(Collected data entries)
****

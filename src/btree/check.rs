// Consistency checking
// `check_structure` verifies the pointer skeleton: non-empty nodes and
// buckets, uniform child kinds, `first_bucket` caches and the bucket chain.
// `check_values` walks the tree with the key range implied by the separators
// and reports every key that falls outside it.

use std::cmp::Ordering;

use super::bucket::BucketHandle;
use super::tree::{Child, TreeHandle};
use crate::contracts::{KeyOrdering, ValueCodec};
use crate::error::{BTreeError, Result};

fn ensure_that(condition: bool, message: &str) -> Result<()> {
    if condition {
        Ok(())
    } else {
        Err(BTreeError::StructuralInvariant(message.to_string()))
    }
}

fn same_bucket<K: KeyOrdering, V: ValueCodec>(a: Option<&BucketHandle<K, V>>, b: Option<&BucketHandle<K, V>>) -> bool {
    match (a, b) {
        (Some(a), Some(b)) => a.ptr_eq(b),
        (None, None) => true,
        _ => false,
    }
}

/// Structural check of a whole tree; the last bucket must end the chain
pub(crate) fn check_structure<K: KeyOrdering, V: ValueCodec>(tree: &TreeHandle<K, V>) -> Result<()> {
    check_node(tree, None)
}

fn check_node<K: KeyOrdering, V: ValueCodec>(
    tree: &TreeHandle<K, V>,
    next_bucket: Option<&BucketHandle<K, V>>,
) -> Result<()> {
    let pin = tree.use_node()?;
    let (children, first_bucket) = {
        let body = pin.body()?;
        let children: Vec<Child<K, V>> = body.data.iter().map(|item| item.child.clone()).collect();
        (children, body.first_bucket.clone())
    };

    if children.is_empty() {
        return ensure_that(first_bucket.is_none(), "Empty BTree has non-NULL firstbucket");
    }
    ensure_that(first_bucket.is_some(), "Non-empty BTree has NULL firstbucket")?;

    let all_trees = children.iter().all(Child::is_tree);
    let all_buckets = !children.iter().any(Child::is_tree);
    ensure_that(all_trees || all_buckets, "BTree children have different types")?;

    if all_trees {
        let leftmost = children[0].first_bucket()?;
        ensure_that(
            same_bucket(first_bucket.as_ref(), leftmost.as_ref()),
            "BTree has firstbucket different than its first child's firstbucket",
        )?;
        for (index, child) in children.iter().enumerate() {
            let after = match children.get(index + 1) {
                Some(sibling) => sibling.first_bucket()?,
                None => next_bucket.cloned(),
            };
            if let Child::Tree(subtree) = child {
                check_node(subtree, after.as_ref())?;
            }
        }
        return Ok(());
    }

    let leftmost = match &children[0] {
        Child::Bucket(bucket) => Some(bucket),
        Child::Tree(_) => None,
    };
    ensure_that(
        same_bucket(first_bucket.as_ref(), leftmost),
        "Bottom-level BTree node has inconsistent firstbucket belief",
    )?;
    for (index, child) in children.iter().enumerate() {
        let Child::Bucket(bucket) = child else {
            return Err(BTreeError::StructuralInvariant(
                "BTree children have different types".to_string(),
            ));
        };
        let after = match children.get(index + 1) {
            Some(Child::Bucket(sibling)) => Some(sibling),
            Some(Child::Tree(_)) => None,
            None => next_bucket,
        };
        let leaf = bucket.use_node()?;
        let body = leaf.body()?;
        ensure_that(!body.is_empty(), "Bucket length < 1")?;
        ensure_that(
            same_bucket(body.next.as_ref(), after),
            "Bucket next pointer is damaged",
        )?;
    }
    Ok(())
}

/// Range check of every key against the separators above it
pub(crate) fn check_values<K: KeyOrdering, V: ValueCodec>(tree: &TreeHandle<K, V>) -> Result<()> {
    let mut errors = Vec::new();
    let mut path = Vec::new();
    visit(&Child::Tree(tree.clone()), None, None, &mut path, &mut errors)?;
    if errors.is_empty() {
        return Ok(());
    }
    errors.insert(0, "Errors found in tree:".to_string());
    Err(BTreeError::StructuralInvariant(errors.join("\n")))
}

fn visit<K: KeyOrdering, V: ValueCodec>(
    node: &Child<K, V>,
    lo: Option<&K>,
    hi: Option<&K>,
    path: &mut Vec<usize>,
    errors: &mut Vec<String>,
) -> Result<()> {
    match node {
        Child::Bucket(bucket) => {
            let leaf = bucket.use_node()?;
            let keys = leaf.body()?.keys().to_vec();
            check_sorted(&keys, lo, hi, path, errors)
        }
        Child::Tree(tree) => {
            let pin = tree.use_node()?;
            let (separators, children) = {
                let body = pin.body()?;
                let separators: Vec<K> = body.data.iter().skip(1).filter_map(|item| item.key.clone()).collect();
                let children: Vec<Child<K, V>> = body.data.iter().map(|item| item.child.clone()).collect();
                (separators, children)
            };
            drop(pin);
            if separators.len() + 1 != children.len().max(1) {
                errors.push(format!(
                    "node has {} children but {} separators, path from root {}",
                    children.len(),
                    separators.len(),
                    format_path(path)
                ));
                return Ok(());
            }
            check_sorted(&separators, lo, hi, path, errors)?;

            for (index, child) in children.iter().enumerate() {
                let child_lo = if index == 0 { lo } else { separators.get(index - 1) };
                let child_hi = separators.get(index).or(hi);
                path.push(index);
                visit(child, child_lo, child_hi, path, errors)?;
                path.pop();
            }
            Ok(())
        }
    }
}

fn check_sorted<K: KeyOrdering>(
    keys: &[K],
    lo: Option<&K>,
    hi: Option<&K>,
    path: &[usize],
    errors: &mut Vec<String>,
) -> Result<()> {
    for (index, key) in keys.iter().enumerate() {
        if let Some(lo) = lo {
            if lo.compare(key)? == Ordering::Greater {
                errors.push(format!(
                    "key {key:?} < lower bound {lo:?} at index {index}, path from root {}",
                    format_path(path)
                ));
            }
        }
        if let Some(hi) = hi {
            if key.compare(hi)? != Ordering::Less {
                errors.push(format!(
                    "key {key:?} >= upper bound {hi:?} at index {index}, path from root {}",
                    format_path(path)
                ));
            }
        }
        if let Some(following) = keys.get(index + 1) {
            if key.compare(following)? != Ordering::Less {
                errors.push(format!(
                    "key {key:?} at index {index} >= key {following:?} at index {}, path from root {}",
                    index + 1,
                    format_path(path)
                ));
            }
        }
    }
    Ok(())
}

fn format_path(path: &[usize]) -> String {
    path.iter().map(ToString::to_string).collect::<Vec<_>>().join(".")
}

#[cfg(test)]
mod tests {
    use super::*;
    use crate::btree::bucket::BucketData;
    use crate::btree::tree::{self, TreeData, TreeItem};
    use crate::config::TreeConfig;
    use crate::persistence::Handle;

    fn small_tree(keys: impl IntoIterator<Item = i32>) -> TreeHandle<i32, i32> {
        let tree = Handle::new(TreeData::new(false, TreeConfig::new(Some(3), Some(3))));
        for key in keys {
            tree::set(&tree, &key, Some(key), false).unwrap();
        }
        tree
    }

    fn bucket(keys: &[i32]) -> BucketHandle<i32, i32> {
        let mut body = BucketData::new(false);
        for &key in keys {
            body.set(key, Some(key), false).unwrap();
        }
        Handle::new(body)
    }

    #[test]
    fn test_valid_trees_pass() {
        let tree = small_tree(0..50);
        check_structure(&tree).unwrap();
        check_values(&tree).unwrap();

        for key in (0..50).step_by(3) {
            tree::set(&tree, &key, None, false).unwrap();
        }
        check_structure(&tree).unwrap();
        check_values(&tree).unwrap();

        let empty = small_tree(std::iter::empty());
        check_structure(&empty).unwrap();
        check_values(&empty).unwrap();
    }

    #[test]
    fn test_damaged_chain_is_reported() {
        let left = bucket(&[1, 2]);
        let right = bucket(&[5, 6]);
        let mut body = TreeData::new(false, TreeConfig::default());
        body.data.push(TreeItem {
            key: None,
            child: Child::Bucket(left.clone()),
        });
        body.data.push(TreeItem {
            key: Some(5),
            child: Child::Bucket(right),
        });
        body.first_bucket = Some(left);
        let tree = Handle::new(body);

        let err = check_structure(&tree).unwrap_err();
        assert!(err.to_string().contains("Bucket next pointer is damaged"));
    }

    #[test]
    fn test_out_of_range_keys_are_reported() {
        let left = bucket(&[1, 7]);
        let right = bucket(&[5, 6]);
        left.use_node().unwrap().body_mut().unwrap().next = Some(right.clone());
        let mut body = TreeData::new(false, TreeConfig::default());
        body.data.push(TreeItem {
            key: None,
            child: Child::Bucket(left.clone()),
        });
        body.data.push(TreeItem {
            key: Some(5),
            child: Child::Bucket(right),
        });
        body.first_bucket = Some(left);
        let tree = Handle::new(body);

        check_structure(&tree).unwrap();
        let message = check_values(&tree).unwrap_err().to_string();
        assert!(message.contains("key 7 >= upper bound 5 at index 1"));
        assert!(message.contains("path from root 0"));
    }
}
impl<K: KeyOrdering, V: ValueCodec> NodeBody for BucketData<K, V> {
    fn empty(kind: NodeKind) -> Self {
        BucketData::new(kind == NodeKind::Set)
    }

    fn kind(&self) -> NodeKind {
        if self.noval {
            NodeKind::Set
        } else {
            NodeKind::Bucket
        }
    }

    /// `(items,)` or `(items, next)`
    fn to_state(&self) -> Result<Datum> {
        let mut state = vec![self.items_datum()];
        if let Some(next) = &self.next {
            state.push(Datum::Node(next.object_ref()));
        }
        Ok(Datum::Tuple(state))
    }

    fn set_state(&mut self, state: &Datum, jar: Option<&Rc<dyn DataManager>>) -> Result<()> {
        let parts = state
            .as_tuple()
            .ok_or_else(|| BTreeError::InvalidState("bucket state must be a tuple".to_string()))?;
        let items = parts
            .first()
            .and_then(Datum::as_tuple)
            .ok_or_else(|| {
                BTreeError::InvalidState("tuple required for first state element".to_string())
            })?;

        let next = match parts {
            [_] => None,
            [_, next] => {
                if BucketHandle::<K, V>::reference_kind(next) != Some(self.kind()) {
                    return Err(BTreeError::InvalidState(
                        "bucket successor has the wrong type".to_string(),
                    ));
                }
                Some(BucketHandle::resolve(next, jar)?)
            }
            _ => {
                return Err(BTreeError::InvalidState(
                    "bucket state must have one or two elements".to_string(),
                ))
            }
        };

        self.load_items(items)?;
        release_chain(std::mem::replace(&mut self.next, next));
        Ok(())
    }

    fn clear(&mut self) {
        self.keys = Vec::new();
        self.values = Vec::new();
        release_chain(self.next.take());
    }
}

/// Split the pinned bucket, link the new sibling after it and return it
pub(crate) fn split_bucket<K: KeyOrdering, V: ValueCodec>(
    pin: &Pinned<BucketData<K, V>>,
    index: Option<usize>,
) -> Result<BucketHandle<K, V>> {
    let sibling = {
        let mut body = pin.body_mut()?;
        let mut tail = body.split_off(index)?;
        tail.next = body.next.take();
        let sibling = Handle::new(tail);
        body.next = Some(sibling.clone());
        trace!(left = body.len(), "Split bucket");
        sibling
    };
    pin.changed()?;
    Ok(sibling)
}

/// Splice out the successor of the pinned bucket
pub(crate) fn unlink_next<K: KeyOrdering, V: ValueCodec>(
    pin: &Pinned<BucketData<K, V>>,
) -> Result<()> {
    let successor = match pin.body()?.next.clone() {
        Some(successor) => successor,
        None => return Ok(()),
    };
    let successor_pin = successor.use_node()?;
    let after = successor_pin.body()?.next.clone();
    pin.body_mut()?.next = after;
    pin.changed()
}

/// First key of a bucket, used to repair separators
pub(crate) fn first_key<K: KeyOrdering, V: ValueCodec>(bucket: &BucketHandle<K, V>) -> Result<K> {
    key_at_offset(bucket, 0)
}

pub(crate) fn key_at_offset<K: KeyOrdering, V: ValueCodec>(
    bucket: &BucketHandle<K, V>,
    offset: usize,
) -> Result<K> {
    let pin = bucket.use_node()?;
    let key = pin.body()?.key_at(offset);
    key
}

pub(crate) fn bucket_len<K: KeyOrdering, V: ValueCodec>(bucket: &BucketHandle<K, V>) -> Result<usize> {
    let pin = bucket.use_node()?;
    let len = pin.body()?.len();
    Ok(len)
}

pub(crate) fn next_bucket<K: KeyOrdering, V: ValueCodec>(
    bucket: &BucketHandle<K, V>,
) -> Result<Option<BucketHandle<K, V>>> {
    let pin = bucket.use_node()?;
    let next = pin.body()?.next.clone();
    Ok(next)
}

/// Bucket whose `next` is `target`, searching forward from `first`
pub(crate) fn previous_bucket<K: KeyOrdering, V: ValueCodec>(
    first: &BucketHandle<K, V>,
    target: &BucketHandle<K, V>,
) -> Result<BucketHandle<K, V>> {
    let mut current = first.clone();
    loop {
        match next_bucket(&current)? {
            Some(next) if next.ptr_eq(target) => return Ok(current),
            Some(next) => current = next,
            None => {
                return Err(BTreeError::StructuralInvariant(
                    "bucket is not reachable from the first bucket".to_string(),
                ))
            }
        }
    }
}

****

▶ _What you will do_: Could you return exactly the stretch of the data above that starts at the line with "use crate::btree::bucket::BucketData;" and ends at the line with "for key in keys", both lines included?

▶ _Solution to this task_:
    use crate::btree::bucket::BucketData;
    use crate::btree::tree::{self, TreeData, TreeItem};
    use crate::config::TreeConfig;
    use crate::persistence::Handle;

    fn small_tree(keys: impl IntoIterator<Item = i32>) -> TreeHandle<i32, i32> {
        let tree = Handle::new(TreeData::new(false, TreeConfig::new(Some(3), Some(3))));
        for key in keys {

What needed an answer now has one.